METHODS: To evaluate the CE of the following DMTs: interferon beta-1a either given weekly (Avonex) or three times a week (Rebif), interferon beta-1b given every other day (Betaseron) and glatiramer acetate (Copaxone) compared to therapy without DMT, we generated 10-year disease progression paths using first-order Markov models to estimate transitional probabilities and logistic models to estimate relapse rates based on published estimates of DMT treatment effects. To estimate utilization costs, we used rates reported to Medicare. Outcomes were measured as gains in quality-adjusted life years (QALY) and relapse-free years, differences in the number of disease progressions (measured by disability status), and gains in years spent in lower disability states. Monte Carlo (n=50) simulations, resampling (n=250) methods, and sensitivity analyses were conducted to evaluate uncertainty.
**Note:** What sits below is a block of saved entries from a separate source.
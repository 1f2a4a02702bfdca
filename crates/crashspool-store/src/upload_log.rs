//! Upload-event manifest
//!
//! Successful uploads are recorded in an append-only `uploads.log` file
//! inside the spool directory, one line per upload:
//!
//! ```text
//! {unix_seconds},{remote_id},{local_id}
//! ```
//!
//! The manifest is the durable link between a local report and the
//! identifier the receiving service assigned to it, and it outlives the
//! report files themselves: retention sweeps never touch it.

use std::fs::OpenOptions;
use std::io::{self, Write};
use std::path::{Path, PathBuf};

use chrono::{DateTime, Utc};

/// Reserved manifest file name within the spool directory.
///
/// Exempt from the naming grammar and from all retention sweeps.
pub const UPLOAD_LOG_FILENAME: &str = "uploads.log";

/// One recorded upload event
#[derive(Debug, Clone, PartialEq, Eq)]
pub struct UploadLogEntry {
    /// When the upload completed
    pub uploaded_at: DateTime<Utc>,
    /// Identifier assigned by the receiving service
    pub remote_id: String,
    /// Local id of the report that was uploaded
    pub local_id: String,
}

/// Append/read access to the upload manifest
#[derive(Debug, Clone)]
pub struct UploadLog {
    path: PathBuf,
}

impl UploadLog {
    /// Creates a log handle for the manifest at `path`.
    #[must_use]
    pub fn new(path: PathBuf) -> Self {
        Self { path }
    }

    /// Returns the manifest path.
    #[must_use]
    pub fn path(&self) -> &Path {
        &self.path
    }

    /// Append one upload event.
    pub fn append(&self, local_id: &str, remote_id: &str) -> io::Result<()> {
        let mut file = OpenOptions::new()
            .create(true)
            .append(true)
            .open(&self.path)?;
        writeln!(file, "{},{},{}", Utc::now().timestamp(), remote_id, local_id)
    }

    /// Read all recorded events, oldest first.
    ///
    /// A missing manifest reads as empty. Malformed lines are skipped.
    pub fn entries(&self) -> io::Result<Vec<UploadLogEntry>> {
        let contents = match std::fs::read_to_string(&self.path) {
            Ok(contents) => contents,
            Err(e) if e.kind() == io::ErrorKind::NotFound => return Ok(Vec::new()),
            Err(e) => return Err(e),
        };

        Ok(contents.lines().filter_map(parse_line).collect())
    }

    /// The most recent event for `local_id`, if the report was ever
    /// successfully uploaded.
    pub fn find(&self, local_id: &str) -> io::Result<Option<UploadLogEntry>> {
        Ok(self
            .entries()?
            .into_iter()
            .rev()
            .find(|entry| entry.local_id == local_id))
    }
}

fn parse_line(line: &str) -> Option<UploadLogEntry> {
    let mut fields = line.splitn(3, ',');
    let timestamp: i64 = fields.next()?.trim().parse().ok()?;
    let remote_id = fields.next()?.trim();
    let local_id = fields.next()?.trim();
    if remote_id.is_empty() || local_id.is_empty() {
        return None;
    }
    Some(UploadLogEntry {
        uploaded_at: DateTime::from_timestamp(timestamp, 0)?,
        remote_id: remote_id.to_string(),
        local_id: local_id.to_string(),
    })
}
RESULTS: Using DMT for 10 years resulted in significant health gains. The choice of the optimal therapy depends on the outcome, with interferons generating the highest QALY gain (0.187 QALY), fewer disease progressions (by 0.91), fewer years spent in higher disability states (by 0.81 year), and more relapse-free years (by 1.12 year) compared to an immunomodulator or no DMT. The CE of all DMTs exceeded $1,000,000/QALY, with an immunomodulator being the most cost-ineffective ($5,209,524/QALY). As the cost of DMT decreases, DMTs become more cost-effective.

CONCLUSIONS: While the current practice of recommending DMT for any patient with progressive MS results in substantial health gains, these gains come at a very high drug cost, rendering the incremental CE ratios of each of the DMTs far above currently accepted standards.

Learning Objectives:
Discuss how information on the cost-effectiveness of disease modifying therapies (DMTs) to treat MS compares to no DMT.

Keywords: Cost Issues, Economic Analysis

Presenting author's disclosure statement:

Qualified on the content I am responsible for because: Thompson JP, K Noyes, ER Dorsey, SR Schwid, RG Holloway. A Quantitative Risk-Benefit Analysis of Natalizumab. Neurology, 71:357-364, 2008. Noyes K, A Bajorska, S Schwid, RG Holloway, AW Dick. Economic consequences of Multiple Sclerosis: A population-based evaluation, ISPOR Annual Meeting, May 5, 2008, Toronto, Canada. Noyes K, A Bajorska, S Schwid, RG Holloway, AW Dick. Use of disease-modifying drugs in multiple sclerosis: a population based study. ISPOR Annual Meeting, May 5, 2008, Toronto, Canada. Noyes K, A Bajorska, AW Dick. Multiple Lessons from Cost-Effectiveness Research on Multiple Sclerosis Center for Pharmacoeconomics Research (CPR) Lecture and Research Seminar Series, College of Pharmacy University of Illinois at Chicago, April 18, 2008.
Any relevant financial relationships? No

I agree to comply with the American Public Health Association Conflict of Interest and Commercial Support Guidelines, and to disclose to the participants any off-label or experimental uses of a commercial product or service discussed in my presentation.